2.0 TDI PD (EA188) – nie chcesz Volkswagena z tym silnikiem
Czterocylindrowy, dwulitrowy diesel koncernu Volkswagena miał dwa zadania: zastąpić godnie “legendarne” 1.9 TDI oraz odpowiedzieć na udane włoskie 1.9 i 2.0 JTD. W pierwszych latach produkcji (do 2007 roku) silnik ten korzystał z pompowtryskiwaczy (PD). Niestety, z postawionych przed nią zadań ta jednostka się nie wywiązała. Problemy tego diesla to m.in: nietrwały rozrząd, pękające głowice, awarie pomp oleju, osiadające głowice oraz nietrwałe koło dwumasowe. To wszystko po pewnym czasie generuje pokaźne koszty często przewyższające obecną wartość auta. Większość problemów ustąpiła po modernizacji i wprowadzeniu wtrysku typu common-rail (2.0 TDI CR).
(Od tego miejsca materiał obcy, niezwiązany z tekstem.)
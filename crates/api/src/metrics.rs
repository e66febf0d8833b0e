// SPDX-FileCopyrightText: 2025 Semiotic Labs
//
// SPDX-License-Identifier: Apache-2.0

//! Prometheus metrics module
//!
//! Provides global metrics using the default Prometheus registry via macros and
//! an Axum-compatible metrics handler.

use std::{sync::LazyLock, time::Duration};

use axum::{
    http::{StatusCode, header},
    response::{IntoResponse, Response},
};
use external_apis::RaceOutcome;
use prometheus::{
    HistogramVec, IntCounterVec, TextEncoder, register_histogram_vec, register_int_counter_vec,
};
use tracing::error;

/// Total number of lookups, labeled by outcome (`resolved` or `unresolved`).
pub static LOOKUPS: LazyLock<IntCounterVec> = LazyLock::new(|| {
    register_int_counter_vec!(
        "zip_finder_lookups_total",
        "Total number of postal code lookups, labeled by outcome",
        &["outcome"]
    )
    .expect("Failed to create zip_finder_lookups_total counter vec")
});

/// Races won, labeled by the winning provider.
pub static LOOKUP_WINNERS: LazyLock<IntCounterVec> = LazyLock::new(|| {
    register_int_counter_vec!(
        "zip_finder_lookup_winners_total",
        "Total number of lookups won, labeled by provider",
        &["provider"]
    )
    .expect("Failed to create zip_finder_lookup_winners_total counter vec")
});

/// Histogram for lookup durations in seconds.
pub static LOOKUP_DURATION: LazyLock<HistogramVec> = LazyLock::new(|| {
    register_histogram_vec!(
        "zip_finder_lookup_duration_seconds",
        "Postal code lookup durations in seconds",
        &["outcome"],
        vec![0.01, 0.025, 0.05, 0.1, 0.25, 0.5, 0.75, 1.0, 1.5]
    )
    .expect("Failed to create lookup duration histogram")
});

/// Record the outcome of one lookup
///
/// # Arguments
/// * `outcome` - How the race ended
/// * `elapsed` - Time from dispatch to answer
pub fn record_lookup(outcome: &RaceOutcome, elapsed: Duration) {
    let label = outcome.label();
    LOOKUPS.with_label_values(&[label]).inc();
    LOOKUP_DURATION
        .with_label_values(&[label])
        .observe(elapsed.as_secs_f64());

    if let RaceOutcome::Resolved(record) = outcome {
        LOOKUP_WINNERS.with_label_values(&[record.provider()]).inc();
    }
}

/// Axum handler that exports metrics in Prometheus text format
pub async fn metrics_handler() -> Response {
    let encoder = TextEncoder::new();
    let metric_families = prometheus::gather();

    match encoder.encode_to_string(&metric_families) {
        Ok(body) => (
            StatusCode::OK,
            [(header::CONTENT_TYPE, prometheus::TEXT_FORMAT)],
            body,
        )
            .into_response(),
        Err(e) => {
            error!(error = %e, "failed to encode metrics");
            StatusCode::INTERNAL_SERVER_ERROR.into_response()
        }
    }
}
Kody silników 2.0 TDI PD: BVG (121 KM), BNA, BRF (136 KM), BLB, BRE (140 KM). Podpowiedź, jeżeli oglądane przez was Audi jest z rocznika 2008 i nowszych, ma 2.0 TDI pod maską, a kod silnika zaczyna się od litery C, to jest to bezpieczna jednostka z zasilaniem common rail.
2.5 V6 TDI VP – nie warto
W chwili swojego debiutu w 1997 roku, ten widlasty, sześciocylindrowy diesel z Grupy Volkswagena obiecywał naprawdę wiele: niezłą dynamikę czy aksamitną kulturę pracy. Trafiał głównie do Audi, ale znajdziemy też Volkswagena Passata z tym silnikiem.
Pierwszym wykrytym problemem był elektrozawór pompy paliwa. Szczególnie w silnikach z początku produkcji. W efekcie silnik nie trzymał ani parametrów mocy, ani zużycia paliwa. Jednak znacznie gorsza jest nietrwałość wałków rozrządu i problemy z pompą oleju. Już po zaledwie 150 tys. krzywki wałka rozrządu się zużywały, to samo z hydraulicznymi regulatorami luzu czy dźwigniami zaworowymi. Pompa oleju napędzana jest łańcuchem z wału korbowego. Kłopoty w tym, że jego zębatka jest nietrwała, w efekcie już po niewielkim dystansie silnik przestaje być prawidłowo smarowany, do tego wystarczy niedrożna odma olejowa i silnik po prostu się zaciera.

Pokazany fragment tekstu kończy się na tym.